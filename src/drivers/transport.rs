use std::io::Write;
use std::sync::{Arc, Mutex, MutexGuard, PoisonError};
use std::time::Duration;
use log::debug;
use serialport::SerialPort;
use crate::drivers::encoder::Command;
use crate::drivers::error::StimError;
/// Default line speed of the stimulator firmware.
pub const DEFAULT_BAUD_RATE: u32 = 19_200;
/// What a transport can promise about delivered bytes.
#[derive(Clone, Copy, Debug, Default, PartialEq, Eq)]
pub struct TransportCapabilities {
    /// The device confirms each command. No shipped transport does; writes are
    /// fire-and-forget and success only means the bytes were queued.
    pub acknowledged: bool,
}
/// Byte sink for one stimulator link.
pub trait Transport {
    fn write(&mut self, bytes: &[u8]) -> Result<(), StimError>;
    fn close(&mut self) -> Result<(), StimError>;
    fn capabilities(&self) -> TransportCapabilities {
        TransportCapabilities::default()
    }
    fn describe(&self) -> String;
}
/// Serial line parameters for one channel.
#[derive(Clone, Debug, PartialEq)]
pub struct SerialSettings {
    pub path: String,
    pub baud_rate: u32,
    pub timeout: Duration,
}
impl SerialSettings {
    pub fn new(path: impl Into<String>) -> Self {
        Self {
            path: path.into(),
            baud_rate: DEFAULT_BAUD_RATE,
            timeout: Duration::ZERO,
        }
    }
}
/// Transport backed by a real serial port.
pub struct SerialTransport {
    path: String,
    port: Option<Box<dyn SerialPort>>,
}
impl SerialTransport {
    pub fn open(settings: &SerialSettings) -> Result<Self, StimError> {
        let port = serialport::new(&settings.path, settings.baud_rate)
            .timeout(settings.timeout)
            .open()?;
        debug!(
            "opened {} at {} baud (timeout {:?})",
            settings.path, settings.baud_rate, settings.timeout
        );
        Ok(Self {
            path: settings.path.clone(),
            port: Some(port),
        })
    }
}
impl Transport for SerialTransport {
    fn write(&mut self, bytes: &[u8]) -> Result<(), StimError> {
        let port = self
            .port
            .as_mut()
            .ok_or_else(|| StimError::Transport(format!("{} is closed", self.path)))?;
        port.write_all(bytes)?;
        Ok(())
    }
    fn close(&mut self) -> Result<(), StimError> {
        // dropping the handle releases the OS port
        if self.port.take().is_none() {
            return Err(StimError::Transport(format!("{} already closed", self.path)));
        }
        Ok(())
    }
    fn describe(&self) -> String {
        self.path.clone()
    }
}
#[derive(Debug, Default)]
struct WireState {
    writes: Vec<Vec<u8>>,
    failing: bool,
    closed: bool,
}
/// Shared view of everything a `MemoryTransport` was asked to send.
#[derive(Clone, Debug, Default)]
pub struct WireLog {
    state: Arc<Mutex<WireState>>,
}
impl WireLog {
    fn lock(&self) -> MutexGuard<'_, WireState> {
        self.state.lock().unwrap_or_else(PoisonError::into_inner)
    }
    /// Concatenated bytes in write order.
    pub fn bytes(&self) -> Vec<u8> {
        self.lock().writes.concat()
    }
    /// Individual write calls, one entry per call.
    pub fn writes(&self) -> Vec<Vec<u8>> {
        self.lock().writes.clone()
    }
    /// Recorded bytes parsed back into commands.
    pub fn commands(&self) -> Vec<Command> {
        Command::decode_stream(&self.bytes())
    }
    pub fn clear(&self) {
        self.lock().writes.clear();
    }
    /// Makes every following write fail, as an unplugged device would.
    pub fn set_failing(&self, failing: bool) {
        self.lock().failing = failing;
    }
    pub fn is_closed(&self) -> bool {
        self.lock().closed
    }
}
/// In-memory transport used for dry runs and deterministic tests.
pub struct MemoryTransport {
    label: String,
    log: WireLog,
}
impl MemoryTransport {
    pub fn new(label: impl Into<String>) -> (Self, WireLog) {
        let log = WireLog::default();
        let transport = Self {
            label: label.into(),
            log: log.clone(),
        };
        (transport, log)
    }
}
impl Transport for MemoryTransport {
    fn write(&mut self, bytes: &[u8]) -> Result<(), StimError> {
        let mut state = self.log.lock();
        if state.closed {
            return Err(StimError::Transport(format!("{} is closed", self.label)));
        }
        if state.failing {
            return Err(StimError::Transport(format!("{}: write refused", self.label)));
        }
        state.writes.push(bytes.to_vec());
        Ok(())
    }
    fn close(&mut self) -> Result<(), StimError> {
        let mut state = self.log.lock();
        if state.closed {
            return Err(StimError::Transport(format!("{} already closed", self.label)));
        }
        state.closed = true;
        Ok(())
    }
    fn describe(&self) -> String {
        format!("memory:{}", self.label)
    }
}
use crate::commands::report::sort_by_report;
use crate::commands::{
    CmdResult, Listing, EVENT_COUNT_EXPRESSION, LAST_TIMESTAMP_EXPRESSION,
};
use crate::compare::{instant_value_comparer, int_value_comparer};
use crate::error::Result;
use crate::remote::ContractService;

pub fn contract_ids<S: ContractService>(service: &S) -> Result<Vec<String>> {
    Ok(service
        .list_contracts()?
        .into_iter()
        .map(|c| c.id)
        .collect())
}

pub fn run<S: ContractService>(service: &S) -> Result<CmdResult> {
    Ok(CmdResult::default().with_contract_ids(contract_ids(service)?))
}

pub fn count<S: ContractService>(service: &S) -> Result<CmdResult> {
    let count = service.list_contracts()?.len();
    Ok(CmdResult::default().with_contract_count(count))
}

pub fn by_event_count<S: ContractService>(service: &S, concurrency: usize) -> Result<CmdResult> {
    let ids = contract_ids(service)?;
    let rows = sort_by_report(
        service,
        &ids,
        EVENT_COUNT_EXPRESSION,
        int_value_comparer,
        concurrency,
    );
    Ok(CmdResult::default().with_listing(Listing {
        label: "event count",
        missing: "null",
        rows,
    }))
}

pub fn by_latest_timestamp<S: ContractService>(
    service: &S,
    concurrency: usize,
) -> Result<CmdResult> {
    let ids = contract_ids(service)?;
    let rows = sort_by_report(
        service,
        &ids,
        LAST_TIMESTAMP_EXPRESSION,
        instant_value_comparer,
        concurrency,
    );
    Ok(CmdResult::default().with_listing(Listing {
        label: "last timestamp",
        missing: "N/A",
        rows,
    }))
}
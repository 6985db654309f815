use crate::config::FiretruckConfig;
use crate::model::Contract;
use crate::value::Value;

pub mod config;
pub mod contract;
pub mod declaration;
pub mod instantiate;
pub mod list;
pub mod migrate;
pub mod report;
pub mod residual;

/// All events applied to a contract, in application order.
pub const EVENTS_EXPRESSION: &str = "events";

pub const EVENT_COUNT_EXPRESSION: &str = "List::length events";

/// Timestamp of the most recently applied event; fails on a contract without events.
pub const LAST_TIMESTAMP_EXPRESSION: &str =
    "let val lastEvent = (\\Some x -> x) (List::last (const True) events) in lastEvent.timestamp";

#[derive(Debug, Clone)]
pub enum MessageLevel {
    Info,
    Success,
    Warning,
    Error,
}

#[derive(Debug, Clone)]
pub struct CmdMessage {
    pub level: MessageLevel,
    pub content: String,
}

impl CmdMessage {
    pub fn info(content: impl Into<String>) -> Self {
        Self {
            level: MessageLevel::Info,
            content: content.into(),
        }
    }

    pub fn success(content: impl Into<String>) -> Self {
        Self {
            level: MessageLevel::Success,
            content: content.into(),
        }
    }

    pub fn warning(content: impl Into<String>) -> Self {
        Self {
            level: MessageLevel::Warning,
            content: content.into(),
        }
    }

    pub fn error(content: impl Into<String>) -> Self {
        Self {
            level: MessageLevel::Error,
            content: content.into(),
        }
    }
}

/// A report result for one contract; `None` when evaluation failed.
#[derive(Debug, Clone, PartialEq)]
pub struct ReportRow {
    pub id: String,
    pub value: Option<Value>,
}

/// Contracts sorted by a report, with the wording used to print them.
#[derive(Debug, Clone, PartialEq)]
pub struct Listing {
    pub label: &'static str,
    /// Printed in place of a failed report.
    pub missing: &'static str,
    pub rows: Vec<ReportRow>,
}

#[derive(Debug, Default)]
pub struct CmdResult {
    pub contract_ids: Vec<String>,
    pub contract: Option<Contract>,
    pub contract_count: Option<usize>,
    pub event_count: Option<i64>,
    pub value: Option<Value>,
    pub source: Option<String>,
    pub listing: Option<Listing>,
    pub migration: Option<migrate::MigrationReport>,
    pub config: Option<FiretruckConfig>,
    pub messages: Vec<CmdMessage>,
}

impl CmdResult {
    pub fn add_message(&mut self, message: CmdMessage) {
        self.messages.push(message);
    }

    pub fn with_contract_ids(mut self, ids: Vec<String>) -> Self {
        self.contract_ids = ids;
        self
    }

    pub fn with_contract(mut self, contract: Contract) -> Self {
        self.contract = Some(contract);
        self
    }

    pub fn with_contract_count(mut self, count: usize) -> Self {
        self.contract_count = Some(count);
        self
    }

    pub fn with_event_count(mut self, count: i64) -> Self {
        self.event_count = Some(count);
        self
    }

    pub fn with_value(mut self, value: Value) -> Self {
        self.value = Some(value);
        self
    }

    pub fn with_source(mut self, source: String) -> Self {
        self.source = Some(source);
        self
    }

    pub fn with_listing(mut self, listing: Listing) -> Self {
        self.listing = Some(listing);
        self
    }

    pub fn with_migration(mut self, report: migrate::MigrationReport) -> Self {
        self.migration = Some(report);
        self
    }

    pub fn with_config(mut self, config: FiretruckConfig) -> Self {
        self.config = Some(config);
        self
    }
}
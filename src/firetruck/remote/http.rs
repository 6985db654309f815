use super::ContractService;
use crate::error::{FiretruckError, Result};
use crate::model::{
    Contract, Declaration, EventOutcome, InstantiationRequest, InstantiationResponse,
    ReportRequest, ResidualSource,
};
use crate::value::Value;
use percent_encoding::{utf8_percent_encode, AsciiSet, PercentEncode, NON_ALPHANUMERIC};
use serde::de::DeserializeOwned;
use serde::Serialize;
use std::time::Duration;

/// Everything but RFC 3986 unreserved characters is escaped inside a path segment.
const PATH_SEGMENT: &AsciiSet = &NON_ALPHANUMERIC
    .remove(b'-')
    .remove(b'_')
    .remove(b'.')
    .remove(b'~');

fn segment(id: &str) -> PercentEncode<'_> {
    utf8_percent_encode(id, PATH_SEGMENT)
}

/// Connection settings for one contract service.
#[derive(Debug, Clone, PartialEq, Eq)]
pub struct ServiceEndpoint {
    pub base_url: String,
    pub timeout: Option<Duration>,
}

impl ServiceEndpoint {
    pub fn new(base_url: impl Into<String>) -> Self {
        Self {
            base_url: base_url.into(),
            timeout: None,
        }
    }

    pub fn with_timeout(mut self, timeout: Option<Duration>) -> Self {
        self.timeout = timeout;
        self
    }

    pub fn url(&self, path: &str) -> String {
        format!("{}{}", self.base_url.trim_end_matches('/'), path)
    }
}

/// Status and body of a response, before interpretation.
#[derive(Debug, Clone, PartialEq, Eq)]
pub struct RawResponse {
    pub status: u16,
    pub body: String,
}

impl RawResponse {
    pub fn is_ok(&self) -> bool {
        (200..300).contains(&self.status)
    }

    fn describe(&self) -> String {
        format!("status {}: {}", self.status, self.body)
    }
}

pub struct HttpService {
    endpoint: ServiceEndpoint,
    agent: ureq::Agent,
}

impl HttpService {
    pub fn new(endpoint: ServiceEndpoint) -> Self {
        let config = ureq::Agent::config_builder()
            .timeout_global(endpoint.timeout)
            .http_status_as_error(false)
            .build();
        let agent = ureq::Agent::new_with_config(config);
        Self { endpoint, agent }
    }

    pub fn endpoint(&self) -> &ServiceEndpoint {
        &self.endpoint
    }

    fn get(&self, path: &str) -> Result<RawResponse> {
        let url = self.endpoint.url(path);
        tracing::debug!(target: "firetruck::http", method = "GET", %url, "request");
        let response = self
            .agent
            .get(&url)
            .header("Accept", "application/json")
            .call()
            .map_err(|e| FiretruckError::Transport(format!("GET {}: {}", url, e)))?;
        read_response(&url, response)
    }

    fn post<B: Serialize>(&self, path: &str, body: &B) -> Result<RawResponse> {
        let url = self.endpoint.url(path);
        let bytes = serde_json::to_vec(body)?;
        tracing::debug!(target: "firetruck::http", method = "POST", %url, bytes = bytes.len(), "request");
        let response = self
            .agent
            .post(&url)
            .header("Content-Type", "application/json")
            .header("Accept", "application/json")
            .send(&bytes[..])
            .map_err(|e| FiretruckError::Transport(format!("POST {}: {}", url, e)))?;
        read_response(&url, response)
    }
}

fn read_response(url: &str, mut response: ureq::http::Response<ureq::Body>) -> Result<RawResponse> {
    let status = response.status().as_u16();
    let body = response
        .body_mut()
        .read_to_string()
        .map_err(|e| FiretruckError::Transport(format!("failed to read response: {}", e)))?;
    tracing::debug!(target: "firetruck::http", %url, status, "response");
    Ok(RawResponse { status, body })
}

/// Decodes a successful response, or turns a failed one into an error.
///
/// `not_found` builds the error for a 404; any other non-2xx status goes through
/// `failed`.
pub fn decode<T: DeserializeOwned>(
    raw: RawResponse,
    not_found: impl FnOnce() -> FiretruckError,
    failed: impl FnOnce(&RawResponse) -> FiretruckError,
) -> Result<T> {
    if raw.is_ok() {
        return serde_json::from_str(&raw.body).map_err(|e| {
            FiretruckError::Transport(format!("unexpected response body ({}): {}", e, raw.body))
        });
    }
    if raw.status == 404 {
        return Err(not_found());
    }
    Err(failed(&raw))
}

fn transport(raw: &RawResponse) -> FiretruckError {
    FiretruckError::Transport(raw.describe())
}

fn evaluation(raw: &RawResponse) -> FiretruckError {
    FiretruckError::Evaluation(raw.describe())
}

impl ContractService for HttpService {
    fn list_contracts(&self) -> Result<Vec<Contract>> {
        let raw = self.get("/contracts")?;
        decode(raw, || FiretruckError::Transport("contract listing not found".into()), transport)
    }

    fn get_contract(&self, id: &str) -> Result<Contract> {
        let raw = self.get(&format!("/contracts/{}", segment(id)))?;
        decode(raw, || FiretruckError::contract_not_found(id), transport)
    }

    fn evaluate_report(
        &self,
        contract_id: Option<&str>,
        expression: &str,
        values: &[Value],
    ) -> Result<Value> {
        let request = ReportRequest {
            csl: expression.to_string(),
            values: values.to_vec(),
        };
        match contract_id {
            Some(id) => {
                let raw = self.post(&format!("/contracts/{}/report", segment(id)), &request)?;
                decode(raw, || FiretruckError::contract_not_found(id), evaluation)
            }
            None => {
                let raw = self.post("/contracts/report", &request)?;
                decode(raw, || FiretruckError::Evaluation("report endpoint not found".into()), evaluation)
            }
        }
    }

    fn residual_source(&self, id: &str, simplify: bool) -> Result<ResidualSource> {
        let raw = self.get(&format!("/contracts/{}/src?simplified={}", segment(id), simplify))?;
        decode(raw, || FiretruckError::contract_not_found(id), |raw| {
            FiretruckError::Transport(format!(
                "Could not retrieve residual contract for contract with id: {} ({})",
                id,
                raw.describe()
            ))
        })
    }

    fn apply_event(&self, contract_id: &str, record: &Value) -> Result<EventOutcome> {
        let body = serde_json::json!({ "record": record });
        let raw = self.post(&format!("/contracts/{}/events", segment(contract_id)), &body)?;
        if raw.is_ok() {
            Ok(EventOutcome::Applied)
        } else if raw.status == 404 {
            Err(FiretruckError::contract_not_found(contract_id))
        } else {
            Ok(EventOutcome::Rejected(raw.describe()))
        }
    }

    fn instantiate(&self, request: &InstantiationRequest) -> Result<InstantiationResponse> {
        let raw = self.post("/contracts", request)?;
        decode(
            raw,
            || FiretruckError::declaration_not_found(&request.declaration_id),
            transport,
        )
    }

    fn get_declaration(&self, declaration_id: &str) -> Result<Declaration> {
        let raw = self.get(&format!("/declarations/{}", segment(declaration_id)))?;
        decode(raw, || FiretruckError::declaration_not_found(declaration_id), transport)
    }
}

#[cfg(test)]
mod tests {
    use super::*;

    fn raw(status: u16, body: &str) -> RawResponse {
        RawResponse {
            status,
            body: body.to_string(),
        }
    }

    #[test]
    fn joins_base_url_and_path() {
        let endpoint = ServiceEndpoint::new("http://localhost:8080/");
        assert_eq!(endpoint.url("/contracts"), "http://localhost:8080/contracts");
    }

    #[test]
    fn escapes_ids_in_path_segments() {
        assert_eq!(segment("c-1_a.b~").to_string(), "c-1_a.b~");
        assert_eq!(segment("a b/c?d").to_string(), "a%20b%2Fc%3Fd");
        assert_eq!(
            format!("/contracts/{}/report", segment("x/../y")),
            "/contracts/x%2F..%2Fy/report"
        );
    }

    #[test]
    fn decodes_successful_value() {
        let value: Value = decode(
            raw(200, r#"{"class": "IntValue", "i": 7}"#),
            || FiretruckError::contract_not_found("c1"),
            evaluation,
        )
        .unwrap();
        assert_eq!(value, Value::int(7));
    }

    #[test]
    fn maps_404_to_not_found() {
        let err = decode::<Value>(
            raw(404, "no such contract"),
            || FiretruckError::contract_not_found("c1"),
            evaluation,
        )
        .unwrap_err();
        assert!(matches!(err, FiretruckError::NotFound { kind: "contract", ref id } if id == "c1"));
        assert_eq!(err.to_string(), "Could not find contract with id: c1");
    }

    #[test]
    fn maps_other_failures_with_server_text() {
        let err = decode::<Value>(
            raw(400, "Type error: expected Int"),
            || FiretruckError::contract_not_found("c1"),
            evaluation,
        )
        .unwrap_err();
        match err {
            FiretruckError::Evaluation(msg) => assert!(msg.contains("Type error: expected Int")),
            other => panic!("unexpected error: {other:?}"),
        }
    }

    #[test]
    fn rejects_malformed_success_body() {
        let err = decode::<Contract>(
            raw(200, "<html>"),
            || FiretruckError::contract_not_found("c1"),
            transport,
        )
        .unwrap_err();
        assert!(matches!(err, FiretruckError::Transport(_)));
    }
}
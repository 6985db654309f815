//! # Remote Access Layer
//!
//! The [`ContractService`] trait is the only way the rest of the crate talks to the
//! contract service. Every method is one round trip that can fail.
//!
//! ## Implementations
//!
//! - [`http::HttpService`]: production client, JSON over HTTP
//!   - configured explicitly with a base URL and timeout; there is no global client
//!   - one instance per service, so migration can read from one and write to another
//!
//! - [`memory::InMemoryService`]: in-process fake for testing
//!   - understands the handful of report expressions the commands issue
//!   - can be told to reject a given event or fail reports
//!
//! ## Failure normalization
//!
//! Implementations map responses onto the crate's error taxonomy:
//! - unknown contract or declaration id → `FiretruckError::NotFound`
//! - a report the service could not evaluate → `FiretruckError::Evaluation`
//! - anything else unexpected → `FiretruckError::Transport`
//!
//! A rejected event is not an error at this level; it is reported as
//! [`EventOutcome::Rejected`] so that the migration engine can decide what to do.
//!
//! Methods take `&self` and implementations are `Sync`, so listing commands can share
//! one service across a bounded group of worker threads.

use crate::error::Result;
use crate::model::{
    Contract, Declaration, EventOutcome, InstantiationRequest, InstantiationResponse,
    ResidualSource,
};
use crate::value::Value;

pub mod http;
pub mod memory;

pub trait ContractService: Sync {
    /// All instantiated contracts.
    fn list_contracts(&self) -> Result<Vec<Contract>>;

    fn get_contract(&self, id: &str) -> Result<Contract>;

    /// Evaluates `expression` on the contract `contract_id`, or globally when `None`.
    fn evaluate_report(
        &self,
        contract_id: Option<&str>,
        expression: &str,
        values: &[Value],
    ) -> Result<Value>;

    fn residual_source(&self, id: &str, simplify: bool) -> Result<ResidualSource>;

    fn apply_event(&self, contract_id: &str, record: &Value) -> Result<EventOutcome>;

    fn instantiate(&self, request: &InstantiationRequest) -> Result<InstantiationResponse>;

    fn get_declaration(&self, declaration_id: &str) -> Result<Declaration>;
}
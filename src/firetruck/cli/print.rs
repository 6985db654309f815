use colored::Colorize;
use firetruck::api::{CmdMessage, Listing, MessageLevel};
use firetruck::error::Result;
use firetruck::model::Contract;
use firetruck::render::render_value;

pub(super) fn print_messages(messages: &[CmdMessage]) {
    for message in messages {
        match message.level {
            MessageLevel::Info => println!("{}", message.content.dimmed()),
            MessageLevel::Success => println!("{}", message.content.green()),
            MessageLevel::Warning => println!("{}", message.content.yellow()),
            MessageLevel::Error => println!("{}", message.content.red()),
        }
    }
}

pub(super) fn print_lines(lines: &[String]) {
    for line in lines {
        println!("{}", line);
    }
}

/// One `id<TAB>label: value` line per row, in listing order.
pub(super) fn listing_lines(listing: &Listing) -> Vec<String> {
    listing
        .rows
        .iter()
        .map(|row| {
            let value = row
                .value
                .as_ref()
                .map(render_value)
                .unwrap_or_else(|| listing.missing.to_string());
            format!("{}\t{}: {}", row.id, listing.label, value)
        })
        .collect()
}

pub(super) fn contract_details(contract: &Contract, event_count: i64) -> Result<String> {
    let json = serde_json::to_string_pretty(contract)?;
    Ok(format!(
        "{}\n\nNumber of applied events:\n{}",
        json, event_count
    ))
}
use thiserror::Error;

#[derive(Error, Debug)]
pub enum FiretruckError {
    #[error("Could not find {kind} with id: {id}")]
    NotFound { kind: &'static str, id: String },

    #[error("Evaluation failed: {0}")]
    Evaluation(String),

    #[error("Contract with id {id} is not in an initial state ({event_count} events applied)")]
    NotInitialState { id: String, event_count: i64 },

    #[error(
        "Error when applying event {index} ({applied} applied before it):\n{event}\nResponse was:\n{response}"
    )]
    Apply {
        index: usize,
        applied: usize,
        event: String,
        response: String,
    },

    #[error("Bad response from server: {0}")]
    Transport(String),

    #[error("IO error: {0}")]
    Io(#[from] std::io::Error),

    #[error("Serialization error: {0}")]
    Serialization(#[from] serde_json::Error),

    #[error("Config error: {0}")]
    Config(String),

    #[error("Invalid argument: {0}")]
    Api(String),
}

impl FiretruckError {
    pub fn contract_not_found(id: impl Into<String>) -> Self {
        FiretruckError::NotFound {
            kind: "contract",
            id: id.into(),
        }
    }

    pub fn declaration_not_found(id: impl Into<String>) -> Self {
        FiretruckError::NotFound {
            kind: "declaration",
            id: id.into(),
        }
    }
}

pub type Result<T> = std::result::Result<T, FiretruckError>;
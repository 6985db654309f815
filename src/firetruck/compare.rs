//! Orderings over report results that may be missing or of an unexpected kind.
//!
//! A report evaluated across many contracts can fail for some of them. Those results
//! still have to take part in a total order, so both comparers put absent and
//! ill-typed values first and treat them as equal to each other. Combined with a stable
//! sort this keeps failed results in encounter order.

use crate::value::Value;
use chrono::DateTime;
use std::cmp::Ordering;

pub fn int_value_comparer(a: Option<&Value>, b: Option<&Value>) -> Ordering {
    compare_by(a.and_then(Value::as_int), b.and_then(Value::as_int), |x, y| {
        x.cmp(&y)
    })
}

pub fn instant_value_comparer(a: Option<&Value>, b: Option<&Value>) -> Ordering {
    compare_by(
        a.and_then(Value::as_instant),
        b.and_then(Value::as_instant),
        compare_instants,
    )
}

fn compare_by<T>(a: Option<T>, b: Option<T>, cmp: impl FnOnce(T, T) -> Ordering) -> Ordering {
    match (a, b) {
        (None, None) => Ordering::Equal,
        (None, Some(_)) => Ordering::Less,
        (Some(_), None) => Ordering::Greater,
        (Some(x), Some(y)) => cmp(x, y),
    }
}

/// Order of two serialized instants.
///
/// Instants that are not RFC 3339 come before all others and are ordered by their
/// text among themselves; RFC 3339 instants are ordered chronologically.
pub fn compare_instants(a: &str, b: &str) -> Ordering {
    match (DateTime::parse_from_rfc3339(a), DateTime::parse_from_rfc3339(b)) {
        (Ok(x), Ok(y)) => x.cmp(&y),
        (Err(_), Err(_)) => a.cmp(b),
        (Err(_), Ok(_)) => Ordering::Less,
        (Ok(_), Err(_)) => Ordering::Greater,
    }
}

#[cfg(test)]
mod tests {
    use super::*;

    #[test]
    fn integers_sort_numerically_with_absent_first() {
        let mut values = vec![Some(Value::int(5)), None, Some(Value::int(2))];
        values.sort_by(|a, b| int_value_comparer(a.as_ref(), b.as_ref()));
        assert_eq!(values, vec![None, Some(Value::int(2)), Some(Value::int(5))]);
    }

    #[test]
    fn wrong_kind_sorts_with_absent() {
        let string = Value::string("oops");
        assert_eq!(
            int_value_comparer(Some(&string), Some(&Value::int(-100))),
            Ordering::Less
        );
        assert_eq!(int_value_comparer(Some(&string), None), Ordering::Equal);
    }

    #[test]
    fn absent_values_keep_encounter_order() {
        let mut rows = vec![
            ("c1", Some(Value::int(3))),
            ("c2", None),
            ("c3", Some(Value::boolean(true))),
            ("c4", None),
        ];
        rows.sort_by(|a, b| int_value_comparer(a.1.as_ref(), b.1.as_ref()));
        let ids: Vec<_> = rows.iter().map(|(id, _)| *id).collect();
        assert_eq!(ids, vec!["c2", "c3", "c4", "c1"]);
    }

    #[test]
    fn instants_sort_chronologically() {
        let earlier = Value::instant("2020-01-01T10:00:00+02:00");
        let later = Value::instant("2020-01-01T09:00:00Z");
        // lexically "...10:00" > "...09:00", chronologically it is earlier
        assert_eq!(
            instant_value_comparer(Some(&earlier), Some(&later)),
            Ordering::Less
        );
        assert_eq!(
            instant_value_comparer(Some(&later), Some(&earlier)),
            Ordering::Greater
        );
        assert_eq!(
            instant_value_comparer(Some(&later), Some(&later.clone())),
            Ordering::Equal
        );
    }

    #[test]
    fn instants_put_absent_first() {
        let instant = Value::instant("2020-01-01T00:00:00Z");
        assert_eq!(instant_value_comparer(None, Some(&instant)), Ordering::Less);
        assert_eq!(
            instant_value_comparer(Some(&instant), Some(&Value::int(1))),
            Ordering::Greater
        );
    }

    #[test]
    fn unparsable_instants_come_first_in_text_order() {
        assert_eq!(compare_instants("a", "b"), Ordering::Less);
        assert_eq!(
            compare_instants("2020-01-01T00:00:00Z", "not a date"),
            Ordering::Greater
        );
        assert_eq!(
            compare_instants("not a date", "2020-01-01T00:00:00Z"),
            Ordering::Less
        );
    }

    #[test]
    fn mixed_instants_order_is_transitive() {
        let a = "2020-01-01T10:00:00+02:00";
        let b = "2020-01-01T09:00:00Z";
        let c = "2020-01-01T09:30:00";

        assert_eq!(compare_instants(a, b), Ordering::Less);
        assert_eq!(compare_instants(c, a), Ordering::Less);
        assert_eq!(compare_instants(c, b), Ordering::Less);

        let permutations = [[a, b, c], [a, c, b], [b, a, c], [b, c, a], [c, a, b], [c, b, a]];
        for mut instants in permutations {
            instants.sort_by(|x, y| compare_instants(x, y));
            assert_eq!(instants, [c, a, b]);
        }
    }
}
------------------------------------------------------------------------
▶ [What you should do]:
What belongs in the answer is each line of the listing that contains the word "device".

▶ [Solution to this exercise]:
    /// The device confirms each command. No shipped transport does; writes are
    /// Makes every following write fail, as an unplugged device would.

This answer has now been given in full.